Entretien d’Abdou Diouf à Swissinfo
2e partie
Des vertus nommées «rectitude» et «intégrité»
Deuxième partie de l’entretien qu’Abdou Diouf, secrétaire général de la
Francophonie, a accordé à swissinfo. Un entretien qui, partant de l’OIF, passera
par la religion pour aboutir à un credo politique et moral, fort, d’Abdou Diouf.
La Francophonie, c’est plusieurs continents, de nombreux pays, plusieurs types de
systèmes et de régimes politiques.

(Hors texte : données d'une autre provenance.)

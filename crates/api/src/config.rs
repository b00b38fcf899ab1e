//! Application configuration

use std::env;
use std::str::FromStr;
use std::time::Duration;

use crate::routing::{
    RoutingPolicy, DEFAULT_CACHE_MAX_ENTRIES, DEFAULT_PROVIDER_SUFFIXES, DEFAULT_RESERVED_LABELS,
};

/// Minimum length accepted for the admin API token
pub const MIN_ADMIN_TOKEN_LEN: usize = 32;

/// Where tenant records live
#[derive(Debug, Clone, PartialEq, Eq)]
pub enum DirectoryBackend {
    /// Direct Postgres connection
    Postgres { url: String, max_connections: u32 },
    /// Hosted database reached through its REST interface
    Supabase { url: String, service_role_key: String },
}

#[derive(Debug, Clone, Copy, PartialEq, Eq, Default)]
pub enum LogFormat {
    #[default]
    Pretty,
    Json,
}

/// Application configuration loaded from environment variables
#[derive(Debug, Clone)]
pub struct Config {
    // Server
    pub bind_address: String,
    pub public_protocol: String,

    // Tenant directory
    pub directory: DirectoryBackend,
    pub lookup_timeout: Duration,
    pub tenant_cache_ttl: Duration,
    pub tenant_cache_max_entries: usize,

    // Routing tables; `None` keeps the built-in defaults
    pub reserved_labels: Option<Vec<String>>,
    pub provider_suffixes: Option<Vec<String>>,

    // Settings write endpoint is disabled without a token
    pub admin_api_token: Option<String>,

    pub log_format: LogFormat,
}

impl Default for Config {
    fn default() -> Self {
        Self {
            bind_address: "0.0.0.0:3000".to_string(),
            public_protocol: "https".to_string(),
            directory: DirectoryBackend::Postgres {
                url: "postgres://localhost/blogdesk".to_string(),
                max_connections: 10,
            },
            lookup_timeout: Duration::from_millis(5000),
            tenant_cache_ttl: Duration::from_secs(300),
            tenant_cache_max_entries: DEFAULT_CACHE_MAX_ENTRIES,
            reserved_labels: None,
            provider_suffixes: None,
            admin_api_token: None,
            log_format: LogFormat::Pretty,
        }
    }
}

impl Config {
    /// Load configuration from environment variables
    pub fn from_env() -> Result<Self, ConfigError> {
        let defaults = Self::default();

        let public_protocol = env::var("PUBLIC_PROTOCOL")
            .map(|p| p.trim().trim_end_matches(':').to_ascii_lowercase())
            .unwrap_or(defaults.public_protocol);
        if public_protocol != "http" && public_protocol != "https" {
            return Err(ConfigError::Invalid {
                var: "PUBLIC_PROTOCOL",
                reason: format!("expected http or https, got {public_protocol:?}"),
            });
        }

        let admin_api_token = non_empty_var("ADMIN_API_TOKEN");
        if let Some(token) = &admin_api_token {
            if token.len() < MIN_ADMIN_TOKEN_LEN {
                return Err(ConfigError::WeakSecret(
                    "ADMIN_API_TOKEN must be at least 32 characters",
                ));
            }
        }

        let log_format = match non_empty_var("LOG_FORMAT").as_deref() {
            None | Some("pretty") => LogFormat::Pretty,
            Some("json") => LogFormat::Json,
            Some(other) => {
                return Err(ConfigError::Invalid {
                    var: "LOG_FORMAT",
                    reason: format!("expected json or pretty, got {other:?}"),
                })
            }
        };

        Ok(Self {
            bind_address: env::var("BIND_ADDRESS").unwrap_or(defaults.bind_address),
            public_protocol,
            directory: directory_from_env()?,
            lookup_timeout: Duration::from_millis(parse_var("LOOKUP_TIMEOUT_MS", 5000)?),
            tenant_cache_ttl: Duration::from_secs(parse_var("TENANT_CACHE_TTL_SECS", 300)?),
            tenant_cache_max_entries: parse_var(
                "TENANT_CACHE_MAX_ENTRIES",
                defaults.tenant_cache_max_entries,
            )?,
            reserved_labels: list_var("RESERVED_LABELS"),
            provider_suffixes: list_var("PROVIDER_SUFFIXES"),
            admin_api_token,
            log_format,
        })
    }

    /// Routing tables with configured overrides applied
    pub fn routing_policy(&self) -> RoutingPolicy {
        let defaults = |table: &[&str]| table.iter().map(|s| s.to_string()).collect::<Vec<_>>();

        RoutingPolicy::new(
            self.provider_suffixes
                .clone()
                .unwrap_or_else(|| defaults(DEFAULT_PROVIDER_SUFFIXES)),
            self.reserved_labels
                .clone()
                .unwrap_or_else(|| defaults(DEFAULT_RESERVED_LABELS)),
        )
    }
}

/// Postgres wins when both backends are configured
fn directory_from_env() -> Result<DirectoryBackend, ConfigError> {
    if let Some(url) = non_empty_var("DATABASE_URL") {
        return Ok(DirectoryBackend::Postgres {
            url,
            max_connections: parse_var("DATABASE_MAX_CONNECTIONS", 10)?,
        });
    }

    match (
        non_empty_var("SUPABASE_URL"),
        non_empty_var("SUPABASE_SERVICE_ROLE_KEY"),
    ) {
        (Some(url), Some(service_role_key)) => Ok(DirectoryBackend::Supabase {
            url,
            service_role_key,
        }),
        (Some(_), None) => Err(ConfigError::Missing("SUPABASE_SERVICE_ROLE_KEY")),
        (None, _) => Err(ConfigError::Missing("DATABASE_URL or SUPABASE_URL")),
    }
}

fn non_empty_var(name: &str) -> Option<String> {
    env::var(name)
        .ok()
        .map(|v| v.trim().to_string())
        .filter(|v| !v.is_empty())
}

fn parse_var<T: FromStr>(name: &'static str, default: T) -> Result<T, ConfigError> {
    match non_empty_var(name) {
        None => Ok(default),
        Some(raw) => raw.parse().map_err(|_| ConfigError::Invalid {
            var: name,
            reason: format!("could not parse {raw:?}"),
        }),
    }
}

/// Comma-separated list; unset or blank means "use the defaults"
fn list_var(name: &str) -> Option<Vec<String>> {
    non_empty_var(name).map(|raw| {
        raw.split(',')
            .map(str::trim)
            .filter(|s| !s.is_empty())
            .map(str::to_string)
            .collect()
    })
}

#[derive(Debug, thiserror::Error)]
pub enum ConfigError {
    #[error("Missing required environment variable: {0}")]
    Missing(&'static str),
    #[error("Invalid value for {var}: {reason}")]
    Invalid { var: &'static str, reason: String },
    #[error("Weak secret: {0}")]
    WeakSecret(&'static str),
}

Et, malgré cette diversité, malgré la réalité, une
volonté institutionnelle de bonne gouvernance, de démocratie, de liberté, de respect des
droits de l’Homme…
swissinfo.ch: Prenons un problème concret… Par exemple, comment l’OIF,
résolument laïque, peut-elle s’engager pour calmer le jeu des intégrismes
religieux qui, montant en puissance sur plusieurs continents, sont devenus un
vrai problème politique, y compris dans certains Etats de la Francophonie?
A.D.: En faisant entendre notre voix. Par des initiatives comme celle de notre combat à
l’Unesco, pour la convention sur la protection et la promotion de la diversité des
expressions culturelles. En promouvant le dialogue des civilisations, ce que nous avons
fait à travers notre alliance avec les autres aires linguistiques, ce que nous appelons les
«Trois Espaces Linguistiques»: les francophones, les hispanophones, les lusophones. Et
les arabophones sont venus s’associer à nous.

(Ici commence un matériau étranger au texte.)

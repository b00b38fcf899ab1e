//! Page shell
//!
//! Every non-API path lands here. The shell resolves the request to the admin
//! app, a tenant's public blog, an admin preview of a blog, or a not-found
//! page, and reports which one the client should render.

use axum::{
    extract::State,
    http::{header, HeaderMap, HeaderValue, StatusCode, Uri},
    response::{IntoResponse, Response},
    Json,
};
use blogdesk_shared::Tenant;
use serde::Serialize;

use crate::error::RETRY_AFTER_SECS;
use crate::routing::{
    home_url, resolve_context, AdminView, CurrentOrigin, LabelSource, NavigationOutcome,
    RequestContext, Resolution, RoutingDecision, TenantLookupGateway,
};
use crate::state::AppState;

use super::request_host;

/// What the client renders for a page request
#[derive(Debug, Serialize)]
#[serde(tag = "view", rename_all = "snake_case")]
pub enum ShellResponse {
    Admin {
        admin_view: AdminView,
    },
    Public {
        tenant: Tenant,
        source: LabelSource,
    },
    Preview {
        tenant: Tenant,
        /// Where the "back to dashboard" control points
        return_to_admin: String,
    },
    NotFound {
        label: String,
        hostname: String,
        /// Root of the deployment, when the request origin is usable
        home_url: Option<String>,
    },
    Unavailable {
        label: String,
        hostname: String,
        retryable: bool,
    },
}

impl ShellResponse {
    pub fn status(&self) -> StatusCode {
        match self {
            ShellResponse::Admin { .. }
            | ShellResponse::Public { .. }
            | ShellResponse::Preview { .. } => StatusCode::OK,
            ShellResponse::NotFound { .. } => StatusCode::NOT_FOUND,
            ShellResponse::Unavailable {
                retryable: true, ..
            } => StatusCode::SERVICE_UNAVAILABLE,
            ShellResponse::Unavailable {
                retryable: false, ..
            } => StatusCode::INTERNAL_SERVER_ERROR,
        }
    }
}

impl IntoResponse for ShellResponse {
    fn into_response(self) -> Response {
        let status = self.status();
        let mut response = (status, Json(self)).into_response();
        if status == StatusCode::SERVICE_UNAVAILABLE {
            response
                .headers_mut()
                .insert(header::RETRY_AFTER, HeaderValue::from(RETRY_AFTER_SECS));
        }
        response
    }
}

/// Fallback handler for page requests
pub async fn page_shell(State(state): State<AppState>, headers: HeaderMap, uri: Uri) -> ShellResponse {
    let host = request_host(&headers, &uri).unwrap_or_default();
    let ctx = RequestContext::from_request(&host, uri.query());
    let origin = CurrentOrigin::new(&state.config.public_protocol, &host).ok();

    let lookup = match resolve_context(&ctx, &state.policy) {
        Resolution::Decided { .. } => {
            return ShellResponse::Admin {
                admin_view: AdminView::from_path(uri.path()),
            };
        }
        Resolution::NeedsLookup { lookup } => lookup,
    };

    let source = lookup.source();
    tracing::debug!(host = %host, label = lookup.label(), ?source, "Looking up tenant");

    let result = state.gateway.lookup(lookup.label()).await;
    match lookup.settle(result) {
        NavigationOutcome::Routed {
            decision: RoutingDecision::PublicTenant { .. },
            tenant: Some(tenant),
        } => ShellResponse::Public { tenant, source },
        NavigationOutcome::Routed {
            decision: RoutingDecision::PreviewTenant { .. },
            tenant: Some(tenant),
        } => ShellResponse::Preview {
            tenant,
            return_to_admin: origin
                .as_ref()
                .map(|o| format!("{}/", o.origin()))
                .unwrap_or_else(|| "/".to_string()),
        },
        NavigationOutcome::Routed {
            decision: RoutingDecision::TenantNotFound { label, hostname },
            ..
        } => {
            tracing::info!(host = %hostname, label = %label, "Tenant not found");
            ShellResponse::NotFound {
                label,
                hostname,
                home_url: origin.as_ref().map(|o| home_url(o, &state.policy)),
            }
        }
        NavigationOutcome::Routed { decision, .. } => {
            // settle() only pairs tenant decisions with a tenant
            tracing::error!(?decision, "Routed without a tenant");
            ShellResponse::Admin {
                admin_view: AdminView::Dashboard,
            }
        }
        NavigationOutcome::LookupUnavailable {
            label,
            hostname,
            error,
        } => {
            let retryable = error.is_transient();
            if retryable {
                tracing::warn!(host = %hostname, label = %label, error = %error, "Tenant lookup unavailable");
            } else {
                tracing::error!(host = %hostname, label = %label, error = %error, "Tenant lookup failed");
            }
            ShellResponse::Unavailable {
                label,
                hostname,
                retryable,
            }
        }
    }
}

#[cfg(test)]
#[allow(clippy::unwrap_used)]
mod tests {
    use super::*;
    use crate::config::Config;
    use blogdesk_shared::LookupError;
    use crate::routing::InMemoryTenantDirectory;
    use axum::{body::Body, http::Request, Router};
    use std::sync::Arc;
    use tower::ServiceExt;

    fn app(directory: Arc<InMemoryTenantDirectory>) -> Router {
        let state = AppState::new(Config::default(), directory);
        Router::new().fallback(page_shell).with_state(state)
    }

    async fn get(app: Router, host: &str, path: &str) -> (StatusCode, serde_json::Value) {
        let response = app
            .oneshot(
                Request::builder()
                    .uri(path)
                    .header(header::HOST, host)
                    .body(Body::empty())
                    .unwrap(),
            )
            .await
            .unwrap();
        let status = response.status();
        let bytes = axum::body::to_bytes(response.into_body(), usize::MAX)
            .await
            .unwrap();
        (status, serde_json::from_slice(&bytes).unwrap())
    }

    fn directory() -> Arc<InMemoryTenantDirectory> {
        Arc::new(InMemoryTenantDirectory::with_tenants([Tenant::new(
            "jean",
            "Jean's Notes",
        )]))
    }

    #[tokio::test]
    async fn test_subdomain_renders_public_blog() {
        let (status, body) = get(app(directory()), "jean.newsai.fun", "/").await;
        assert_eq!(status, StatusCode::OK);
        assert_eq!(body["view"], "public");
        assert_eq!(body["tenant"]["label"], "jean");
        assert_eq!(body["source"], "subdomain");
    }

    #[tokio::test]
    async fn test_root_domain_renders_admin_view() {
        let (status, body) = get(app(directory()), "newsai.fun", "/create-post").await;
        assert_eq!(status, StatusCode::OK);
        assert_eq!(body["view"], "admin");
        assert_eq!(body["admin_view"], "create-post");
    }

    #[tokio::test]
    async fn test_unknown_tenant_is_not_found() {
        let (status, body) = get(app(directory()), "ghost.newsai.fun", "/").await;
        assert_eq!(status, StatusCode::NOT_FOUND);
        assert_eq!(body["view"], "not_found");
        assert_eq!(body["label"], "ghost");
        assert_eq!(body["hostname"], "ghost.newsai.fun");
        assert_eq!(body["home_url"], "https://newsai.fun/");
    }

    #[tokio::test]
    async fn test_preview_offers_way_back() {
        let (status, body) = get(app(directory()), "newsai.fun", "/?preview=jean").await;
        assert_eq!(status, StatusCode::OK);
        assert_eq!(body["view"], "preview");
        assert_eq!(body["return_to_admin"], "https://newsai.fun/");
    }

    #[tokio::test]
    async fn test_directory_outage_is_retryable() {
        let directory = directory();
        directory.set_unavailable(true);

        let response = app(directory)
            .oneshot(
                Request::builder()
                    .uri("/?blog=jean")
                    .header(header::HOST, "my-app.netlify.app")
                    .body(Body::empty())
                    .unwrap(),
            )
            .await
            .unwrap();
        assert_eq!(response.status(), StatusCode::SERVICE_UNAVAILABLE);
        assert_eq!(response.headers()[header::RETRY_AFTER], "5");
    }

    #[tokio::test]
    async fn test_rejected_lookup_is_not_retryable() {
        let directory = directory();
        directory.fail_with(Some(LookupError::Rejected("invalid api key".into())));

        let response = app(directory)
            .oneshot(
                Request::builder()
                    .uri("/")
                    .header(header::HOST, "jean.newsai.fun")
                    .body(Body::empty())
                    .unwrap(),
            )
            .await
            .unwrap();
        assert_eq!(response.status(), StatusCode::INTERNAL_SERVER_ERROR);
        assert!(response.headers().get(header::RETRY_AFTER).is_none());

        let bytes = axum::body::to_bytes(response.into_body(), usize::MAX)
            .await
            .unwrap();
        let body: serde_json::Value = serde_json::from_slice(&bytes).unwrap();
        assert_eq!(body["view"], "unavailable");
        assert_eq!(body["retryable"], false);
    }
}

Nous le faisons en appuyant des initiatives comme l’Alliance des civilisations, une
organisation de l’ONU qui se réunit tous les ans. Nous-mêmes, nous avons tenu à Tunis
et à Kairouan des réunions avec l’Isesco (l’Organisation islamique pour l’éducation, les
sciences et la culture), qui est l’Unesco du monde islamique.
Je pense que dans ce domaine-là, il faut aussi éclairer les gens. Et nos attitudes
individuelles comptent. Je le répète, dans mon identité personnelle et familiale, j’exprime
cette diversité et ce dialogue des cultures et des civilisations. Et j’exprime cette quête
d’une religion qui soit une religion moderne, modérée, équilibrée.
Pour être plus concret, en ce qui me concerne, je suis musulman, ma femme est
catholique, j’ai une belle-fille juive… Je suis la maison d’Abraham! Je symbolise, dans ma
vie familiale, l’alliance entre ces trois religions. J’ai des amis juifs, des amis bouddhistes…
et des amis non croyants, avec lesquels je partage des valeurs humanistes.
Mes compatriotes ont été étonnés lorsque, président, je recevais les Grands maîtres des
loges maçonniques. Parce que je partage avec les francs-maçons au moins une idée,
celle de la laïcité, à laquelle je tiens tant. Et qu’ils pouvaient m’aider à promouvoir au
Sénégal les valeurs de la laïcité, dans la mesure où ce sont des valeurs qui mènent à une
réconciliation des hommes au moins dans l’espace public.
swissinfo.ch: On l’a dit, à Montreux interviendra l’élection du secrétaire-général
de la Francophonie. Et il y a bien des chances que vous soyez investi pour un 3e
mandat. Si c’est le cas, ce sera avec plaisir ou un peu de lassitude?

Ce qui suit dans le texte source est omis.